1. Field of the Invention
The present invention relates to an electric cell which utilizes a polyaniline as a positive electrode active material, lithium or a lithium alloy as a negative electrode active material, and a non-aqueous electrolyte as an electrolyte.
2. Description of the Prior Art
Electric cells comprising lithium as a negative electrode active material have hitherto been known to be those having high energy densities and high discharge voltages. In such cells, non-aqueous electrolytes, such as non-aqueous electrolytic solutions containing an electrolyte dissolved in a non-aqueous solvent, have usually been utilized as electrolytes in order to stabilize their cell performance under the conditions of high energy densities and high discharge voltages.
Recently, electric cells utilizing organic polymeric materials have been developed for the purpose of miniaturizing cells, reducing their weights and/or improving their flexibility. In particular, there have been a great number of attempts to apply organic electroconductive polymeric materials such as polyanilines to electric cells as electrode active materials. When polyanilines are utilized as electrode active materials of electric cells, those having excellent cell performance can be obtained: that is, secondary cells comprising polyanilines may have larger charge and discharge capacities and better cycle life as compared with those utilizing other organic electroconductive polymeric materials. Accordingly, polyanilines among organic electroconductive polymeric materials are expected to be most promising electrode active materials for practical use in electric cells.

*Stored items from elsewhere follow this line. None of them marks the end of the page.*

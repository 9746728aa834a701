#![warn(missing_docs)]
//! Inkwell Core - text buffer engine for a keystroke-driven editor
//!
//! # Overview
//!
//! `inkwell-core` is a headless buffer engine: an in-memory, line-oriented document model,
//! cursor and selection geometry, bounded snapshot undo, and the protocol by which an
//! external text-generation service inserts, replaces or overwrites document content.
//! Rendering, input decoding and the generation transport live outside this crate.
//!
//! # Architecture Layers
//!
//! ```text
//! ┌─────────────────────────────────────────────┐
//! │  EditSession (undo contract, generation)    │  ← Public API
//! ├─────────────────────────────────────────────┤
//! │  UndoLog          │  Storage / Format        │  ← History & I/O
//! ├─────────────────────────────────────────────┤
//! │  Cursor & Selection                         │  ← Geometry
//! ├─────────────────────────────────────────────┤
//! │  Document (lines + modified flag)           │  ← Text Storage
//! └─────────────────────────────────────────────┘
//! ```
//!
//! # Quick Start
//!
//! ```rust
//! use inkwell_core::{EditSession, Position, UndoOutcome};
//!
//! let mut session = EditSession::new();
//! for ch in "Hello".chars() {
//!     session.type_char(ch);
//! }
//! session.document_mut().move_to(Position::new(0, 2));
//! session.newline();
//! assert_eq!(session.document().lines(), ["He", "llo"]);
//!
//! assert_eq!(session.undo(), UndoOutcome::Restored);
//! assert_eq!(session.document().lines(), ["Hello"]);
//! ```
//!
//! # Module Description
//!
//! - [`document`] - line sequence and mutation primitives
//! - [`cursor`] - cursor movement
//! - [`selection`] - anchor-based selection, extraction and splice replacement
//! - [`undo`] - bounded snapshot history
//! - [`generate`] - generation capability, modes and prompt history
//! - [`session`] - editing session tying the above together
//! - [`storage`] - load/save collaborator
//! - [`format`] - JSON, YAML and HCL reformatting
//!
//! # Coordinates
//!
//! Columns count Unicode scalar values (`char`s), not bytes and not grapheme clusters.

pub mod cursor;
pub mod document;
pub mod error;
pub mod format;
pub mod generate;
pub mod line_ending;
pub mod position;
pub mod selection;
pub mod session;
pub mod storage;
mod text;
pub mod undo;

pub use cursor::PAGE_ROWS;
pub use document::Document;
pub use error::{FormatError, GenerateError, StorageError};
pub use format::FormatKind;
pub use generate::{
    ContextScope, GenerationMode, GenerationOutcome, GenerationRequest, PROMPT_HISTORY_LIMIT,
    PromptHistory, TextGenerator,
};
pub use line_ending::LineEnding;
pub use position::Position;
pub use selection::Selection;
pub use session::{EditSession, InputMode};
pub use storage::{FileStorage, LoadedText, Storage};
pub use undo::{DEFAULT_UNDO_LIMIT, UndoLog, UndoOutcome};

Thus, it has been expected that high performance electric cells with good functions can be obtained if polyanilines are utilized as positive electrode active materials of electric cells a which comprise lithium as negative electrode active materials a and non-aqueous electrolytes.
However, electric cells utilizing polyanilines as electrode active materials have not become practical due to the reasons that such cells have higher internal resistance and shorter cycle life as compared to electric cells using conventional inorganic materials as electrode active materials. Particularly, such disadvantages will be more serious if polyanilines are utilized as positive electrode active materials in secondary lithium cells having high energy densities and high discharge voltages.
Such secondary lithium cells may be described in more detail: Li secondary cells can be charged and discharged repeatedly, have excellent cell performance such as a high energy density and a discharge potential, and are able to be miniaturized and reduced in their weight. Therefore, attempts to apply such secondary Li cells to various uses have been greatly achieved.
On the other hand, a demand for secondary cells which are small in size and can endure 1,000 to 2,000 cycles of charge and discharge at discharge capacity of at least 1 mAH, as secondary cells for memory backup of personal computer ICs, has been increasing as personal computers and game instruments using such computers have become routine.
In order to attain good durability upon use over a longer period and/or more repeated cycles of charge and discharge, there are attempts made to prevent the formation of lithium dendrite during the charge and discharge cycles by utilizing a lithium alloy such as LiAl instead of lithium as a negative electrode active material of a secondary cell. However, such excellent durability upon repeated charge and discharge cycles has not been attained yet.